__TASK OBJECTIVE__. Set out the listing word for word. End with the line that contains "order. Filters, projections".

__MATERIAL PROVIDED__.
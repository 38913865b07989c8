//! In-memory storage client.
//!
//! Records live in per-collection vectors behind an async-aware read-write lock, in insertion
//! order. Filters, projections and sorting are evaluated by [`crate::evaluator`]. Unique
//! indexes are enforced on insert and update; non-unique indexes are only remembered.

use std::{collections::HashMap, sync::Arc};
use async_trait::async_trait;
use bson::{Bson, Document, oid::ObjectId};
use mea::rwlock::RwLock;
use tracing::{debug, trace};

use docmodel_core::{
    backend::{FindOptions, IndexSpec, StoreBackend, StoreBackendBuilder, Update},
    error::{StorageError, StorageResult},
    path,
};

use crate::evaluator::{self, Comparable};

#[derive(Debug, Default)]
struct Collection {
    records: Vec<Document>,
    indexes: Vec<IndexSpec>,
}

impl Collection {
    /// Returns the name of the first unique index `candidate` collides on, ignoring the record
    /// at `skip`.
    fn duplicate_of(&self, candidate: &Document, skip: Option<usize>) -> Option<String> {
        self.indexes
            .iter()
            .filter(|index| index.unique)
            .find(|index| {
                let key = index_key(candidate, index);
                self.records
                    .iter()
                    .enumerate()
                    .filter(|(i, _)| Some(*i) != skip)
                    .any(|(_, existing)| index_key(existing, index) == key)
            })
            .map(IndexSpec::name)
    }
}

fn index_key(record: &Document, index: &IndexSpec) -> Vec<Bson> {
    index
        .keys
        .keys()
        .map(|key| path::get(record, key).cloned().unwrap_or(Bson::Null))
        .collect()
}

fn same_id(record: &Document, id: &Bson) -> bool {
    record
        .get("_id")
        .is_some_and(|existing| Comparable::from(existing) == Comparable::from(id))
}

fn apply_update(record: &mut Document, update: Update) -> StorageResult<()> {
    for (key, value) in update.set {
        if !path::set(record, &key, value) {
            return Err(StorageError::Backend(format!(
                "cannot write {key} through an array"
            )));
        }
    }

    for (key, values) in update.push {
        match path::get_mut(record, &key) {
            Some(Bson::Array(items)) => items.extend(values),
            Some(other) => {
                return Err(StorageError::Backend(format!(
                    "cannot push onto non-array value {other} at {key}"
                )));
            }
            None => {
                path::set(record, &key, Bson::Array(values));
            }
        }
    }

    Ok(())
}

/// Thread-safe in-memory storage client.
///
/// Clones share the same underlying collections.
///
/// # Example
///
/// ```ignore
/// use docmodel::memory::InMemoryStore;
/// use docmodel::backend::{FindOptions, StoreBackend};
/// use bson::doc;
///
/// let store = InMemoryStore::new();
/// let stored = store.insert("users", doc! { "name": "Alice" }).await?;
/// assert!(stored.contains_key("_id"));
///
/// let found = store
///     .find("users", doc! { "name": "Alice" }, None, FindOptions::default())
///     .await?;
/// assert_eq!(found.len(), 1);
/// ```
#[derive(Clone, Debug)]
pub struct InMemoryStore {
    collections: Arc<RwLock<HashMap<String, Collection>>>,
}

impl Default for InMemoryStore {
    fn default() -> Self {
        Self::new()
    }
}

impl InMemoryStore {
    pub fn new() -> Self {
        Self {
            collections: Arc::new(RwLock::new(HashMap::new())),
        }
    }

    pub fn builder() -> InMemoryStoreBuilder {
        InMemoryStoreBuilder::default()
    }

    /// Returns the names of every collection currently held.
    pub async fn collection_names(&self) -> Vec<String> {
        let mut names = self.collections.read().await.keys().cloned().collect::<Vec<_>>();
        names.sort();
        names
    }

    /// Returns the indexes known for `collection`.
    pub async fn indexes(&self, collection: &str) -> Vec<IndexSpec> {
        self.collections
            .read()
            .await
            .get(collection)
            .map(|c| c.indexes.clone())
            .unwrap_or_default()
    }
}

#[async_trait]
impl StoreBackend for InMemoryStore {
    async fn find(
        &self,
        collection: &str,
        query: Document,
        projection: Option<Document>,
        options: FindOptions,
    ) -> StorageResult<Vec<Document>> {
        let collections = self.collections.read().await;
        let Some(records) = collections.get(collection).map(|c| &c.records) else {
            return Ok(Vec::new());
        };

        let mut found = Vec::new();
        for record in records {
            if evaluator::matches(record, &query)? {
                found.push(record);
            }
        }

        if let Some(sort) = &options.sort {
            found.sort_by(|a, b| evaluator::sort_order(a, b, sort));
        }

        let found = found
            .into_iter()
            .skip(options.skip.unwrap_or(0) as usize)
            .take(options.limit.map_or(usize::MAX, |limit| limit as usize))
            .map(|record| match &projection {
                Some(projection) => evaluator::project(record, projection),
                None => record.clone(),
            })
            .collect::<Vec<_>>();

        trace!(
            target: "docmodel::memory",
            collection,
            query = %query,
            matched = found.len(),
            "find"
        );
        Ok(found)
    }

    async fn insert(&self, collection: &str, mut record: Document) -> StorageResult<Document> {
        if !record.contains_key("_id") {
            record.insert("_id", ObjectId::new());
        }

        let mut collections = self.collections.write().await;
        let target = collections.entry(collection.to_string()).or_default();

        if let Some(index) = target.duplicate_of(&record, None) {
            return Err(StorageError::DuplicateKey(collection.to_string(), index));
        }

        target.records.push(record.clone());
        trace!(target: "docmodel::memory", collection, id = ?record.get("_id"), "insert");
        Ok(record)
    }

    async fn update(&self, collection: &str, id: Bson, update: Update) -> StorageResult<()> {
        let mut collections = self.collections.write().await;
        let target = collections
            .get_mut(collection)
            .ok_or_else(|| StorageError::CollectionNotFound(collection.to_string()))?;

        let position = target
            .records
            .iter()
            .position(|record| same_id(record, &id))
            .ok_or_else(|| StorageError::DocumentNotFound(id.to_string(), collection.to_string()))?;

        let mut updated = target.records[position].clone();
        apply_update(&mut updated, update)?;

        if let Some(index) = target.duplicate_of(&updated, Some(position)) {
            return Err(StorageError::DuplicateKey(collection.to_string(), index));
        }

        target.records[position] = updated;
        trace!(target: "docmodel::memory", collection, id = %id, "update");
        Ok(())
    }

    async fn remove(&self, collection: &str, query: Document) -> StorageResult<u64> {
        let mut collections = self.collections.write().await;
        let Some(target) = collections.get_mut(collection) else {
            return Ok(0);
        };

        let doomed = target
            .records
            .iter()
            .map(|record| evaluator::matches(record, &query))
            .collect::<StorageResult<Vec<_>>>()?;
        let removed = doomed.iter().filter(|hit| **hit).count() as u64;

        let mut verdicts = doomed.into_iter();
        target
            .records
            .retain(|_| !verdicts.next().unwrap_or(false));

        trace!(target: "docmodel::memory", collection, removed, "remove");
        Ok(removed)
    }

    async fn ensure_index(&self, collection: &str, index: IndexSpec) -> StorageResult<String> {
        let name = index.name();
        let mut collections = self.collections.write().await;
        let target = collections.entry(collection.to_string()).or_default();

        if target.indexes.iter().any(|existing| existing.name() == name) {
            return Ok(name);
        }

        if index.unique {
            let mut seen = Vec::with_capacity(target.records.len());
            for record in &target.records {
                let key = index_key(record, &index);
                if seen.contains(&key) {
                    return Err(StorageError::DuplicateKey(collection.to_string(), name));
                }
                seen.push(key);
            }
        }

        debug!(target: "docmodel::memory", collection, index = %name, unique = index.unique, "index created");
        target.indexes.push(index);
        Ok(name)
    }

    async fn create_collection(&self, name: &str) -> StorageResult<()> {
        self.collections
            .write()
            .await
            .entry(name.to_string())
            .or_default();

        Ok(())
    }

    async fn drop_collection(&self, name: &str) -> StorageResult<()> {
        if self.collections.write().await.remove(name).is_none() {
            return Err(StorageError::CollectionNotFound(name.to_string()));
        }

        debug!(target: "docmodel::memory", collection = name, "collection dropped");
        Ok(())
    }
}

/// Builder for [`InMemoryStore`] instances.
///
/// The in-memory store takes no configuration; the builder exists so that it can be
/// constructed the same way as the other storage clients.
#[derive(Default)]
pub struct InMemoryStoreBuilder;

#[async_trait]
impl StoreBackendBuilder for InMemoryStoreBuilder {
    type Backend = InMemoryStore;

    async fn build(self) -> StorageResult<Self::Backend> {
        Ok(InMemoryStore::new())
    }
}

#[cfg(test)]
mod tests {
    use super::*;
    use bson::doc;

    async fn seeded() -> InMemoryStore {
        let store = InMemoryStore::builder().build().await.unwrap();
        for (name, age) in [("Rex", 4), ("Fido", 9), ("Bolt", 2)] {
            store.insert("dogs", doc! { "name": name, "age": age }).await.unwrap();
        }
        store
    }

    #[tokio::test]
    async fn insert_assigns_object_ids() {
        let store = InMemoryStore::new();
        let stored = store.insert("dogs", doc! { "name": "Rex" }).await.unwrap();

        assert!(matches!(stored.get("_id"), Some(Bson::ObjectId(_))));

        let kept = store.insert("dogs", doc! { "_id": 5, "name": "Fido" }).await.unwrap();
        assert_eq!(kept.get("_id"), Some(&Bson::Int32(5)));
    }

    #[tokio::test]
    async fn find_sorts_skips_and_limits() {
        let store = seeded().await;

        let options = FindOptions {
            sort: Some(doc! { "age": -1 }),
            skip: Some(1),
            limit: Some(1),
        };
        let found = store
            .find("dogs", doc! {}, Some(doc! { "name": 1, "_id": 0 }), options)
            .await
            .unwrap();

        assert_eq!(found, vec![doc! { "name": "Rex" }]);
        assert!(store.find("cats", doc! {}, None, FindOptions::default()).await.unwrap().is_empty());
    }

    #[tokio::test]
    async fn update_sets_and_pushes() {
        let store = InMemoryStore::new();
        let stored = store.insert("dogs", doc! { "name": "Rex", "tricks": ["sit"] }).await.unwrap();
        let id = stored.get("_id").cloned().unwrap();

        store
            .update(
                "dogs",
                id.clone(),
                Update {
                    set: doc! { "owner.name": "Ada" },
                    push: vec![
                        ("tricks".into(), vec![Bson::from("roll"), Bson::from("beg")]),
                        ("visits".into(), vec![Bson::from(1)]),
                    ],
                },
            )
            .await
            .unwrap();

        let found = store
            .find("dogs", doc! { "_id": id }, None, FindOptions::default())
            .await
            .unwrap();
        let record = &found[0];
        assert_eq!(record.get_array("tricks").unwrap().len(), 3);
        assert_eq!(path::get(record, "owner.name"), Some(&Bson::from("Ada")));
        assert_eq!(record.get_array("visits").unwrap(), &vec![Bson::from(1)]);

        let missing = store
            .update("dogs", Bson::from("nope"), Update::default())
            .await
            .unwrap_err();
        assert!(matches!(missing, StorageError::DocumentNotFound(_, _)));
    }

    #[tokio::test]
    async fn unique_indexes_reject_duplicates() {
        let store = InMemoryStore::new();
        let index = IndexSpec { keys: doc! { "email": 1 }, unique: true };
        assert_eq!(store.ensure_index("users", index).await.unwrap(), "email_1");

        store.insert("users", doc! { "email": "a@b.c" }).await.unwrap();
        let err = store.insert("users", doc! { "email": "a@b.c" }).await.unwrap_err();

        assert_eq!(err, StorageError::DuplicateKey("users".into(), "email_1".into()));
        assert_eq!(store.indexes("users").await.len(), 1);
    }

    #[tokio::test]
    async fn remove_counts_matches() {
        let store = seeded().await;

        assert_eq!(store.remove("dogs", doc! { "age": { "$gt": 3 } }).await.unwrap(), 2);
        assert_eq!(store.find("dogs", doc! {}, None, FindOptions::default()).await.unwrap().len(), 1);
        assert_eq!(store.remove("cats", doc! {}).await.unwrap(), 0);
    }

    #[tokio::test]
    async fn collections_are_created_and_dropped() {
        let store = InMemoryStore::new();
        store.create_collection("dogs").await.unwrap();
        store.create_collection("dogs").await.unwrap();

        assert_eq!(store.collection_names().await, vec!["dogs".to_string()]);

        store.drop_collection("dogs").await.unwrap();
        assert!(matches!(
            store.drop_collection("dogs").await.unwrap_err(),
            StorageError::CollectionNotFound(_)
        ));
    }
}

__RESULT FOR THIS EXERCISE__.
repository 38913865b07989c8
//! In-memory storage client.
//!
//! Records live in per-collection vectors behind an async-aware read-write lock, in insertion
//! order. Filters, projections and sorting are evaluated by [`crate::evaluator`]. Unique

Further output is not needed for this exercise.